Assessment of Changes in the Geographical Distribution of Opioid-Related Mortality Across the United States by Opioid Type, 1999-2016
Code for our JAMA Network Open paper “Assessment of Changes in the Geographical Distribution of Opioid-Related Mortality Across the United States by Opioid Type, 1999-2016” [PDF], which uses restricted-access multiple cause of death data to examine geographic changes in opioid mortality across space and over time. The full citation is:
Kiang MV, Basu S, Chen JT, Alexander MJ. Assessment of Changes in the Geographical Distribution of Opioid-Related Mortality Across the United States by Opioid Type, 1999-2016. JAMA Network Open. 2019;2(2):e190040. doi: 10.1001/jamanetworkopen.2019.0040
Interactive results explorer
Disaggregated results are available on the online interactive results
viewer located here:
https://sanjaybasu.shinyapps.io/opioid_geographic/. You can also use
the interactive results viewer offline on your computer by cloning this
repo and running
RStudio; however, your mileage may vary
depending on package versions.
This viewer not only lets you specify the outcome and location, but also the level of significance (P-values or Q-values), comparison group for life expectancy lost, and other analyses.

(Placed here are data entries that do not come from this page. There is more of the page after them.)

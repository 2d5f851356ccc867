use criterion::{Criterion, criterion_group, criterion_main};
use std::hint::black_box;
use survey_charts::api::{BubbleChartOptions, build_bubble_chart_frame};
use survey_charts::core::{CategoryRecord, Hierarchy, HierarchyNode, PackLayout, TreemapLayout};
use survey_charts::{DashboardConfig, SurveyDashboard};

fn generated_leaves(count: usize) -> HierarchyNode {
    let leaves = (0..count)
        .map(|i| HierarchyNode::leaf(format!("leaf {i}"), 1.0 + (i * 37 % 97) as f64))
        .collect();
    HierarchyNode::branch("root", leaves)
}

fn bench_pack_layout_500(c: &mut Criterion) {
    let hierarchy = Hierarchy::from_node(&generated_leaves(500)).expect("valid hierarchy");
    let layout = PackLayout::new(1160.0, 570.0).with_padding(25.0);

    c.bench_function("pack_layout_500", |b| {
        b.iter(|| {
            let _ = layout
                .layout(black_box(&hierarchy))
                .expect("pack should succeed");
        })
    });
}

fn bench_treemap_layout_500(c: &mut Criterion) {
    let mut hierarchy = Hierarchy::from_node(&generated_leaves(500)).expect("valid hierarchy");
    hierarchy.sort_by_value_desc();
    let layout = TreemapLayout::new(1160.0, 640.0).with_padding(4.0);

    c.bench_function("treemap_layout_500", |b| {
        b.iter(|| {
            let _ = layout
                .layout(black_box(&hierarchy))
                .expect("treemap should succeed");
        })
    });
}

fn bench_bubble_frame_survey(c: &mut Criterion) {
    let records: Vec<CategoryRecord> = (0..12)
        .map(|i| CategoryRecord::new(format!("survey answer number {i}"), 5.0 + i as f64 * 3.5))
        .collect();
    let options = BubbleChartOptions::default();

    c.bench_function("bubble_frame_12_categories", |b| {
        b.iter(|| {
            let _ = build_bubble_chart_frame(black_box(&records), black_box(&options))
                .expect("frame should build");
        })
    });
}

fn bench_dashboard_render(c: &mut Criterion) {
    let dashboard = SurveyDashboard::new(DashboardConfig::default()).expect("dashboard");
    let records = vec![
        CategoryRecord::new("improved wellbeing", 47.0),
        CategoryRecord::new("no benefit", 8.0),
    ];

    c.bench_function("dashboard_render_records", |b| {
        b.iter(|| {
            let report = dashboard
                .render_records(black_box(&records))
                .expect("render should succeed");
            let _ = report.page.to_html();
        })
    });
}

criterion_group!(
    benches,
    bench_pack_layout_500,
    bench_treemap_layout_500,
    bench_bubble_frame_survey,
    bench_dashboard_render
);
criterion_main!(benches);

Please submit issues via Github or via email.
Important note about reproducibility
Due to limitations on sharing the restricted-access data, this pipeline is not fully reproducible. When possible, we provide raw data as well as model results. In the cases where observations have fewer than 10 deaths, we suppress the rate as well as the model MSE and SSE, in accordance with the NCHS data use agreement. We provide the suppressed data as examples, but note that the numbers will not be identical unless you are using the private data.
Restricted-access multiple cause of death micro-data
Unfortunately, for years after 2004, the multiple cause of death data do not include geographic identifiers. Therefore, state-level analysis using the public-access data is not possible. To get restricted data, you must apply through NAPHSIS. If you have the restricted data, you must specify the file locations as described below.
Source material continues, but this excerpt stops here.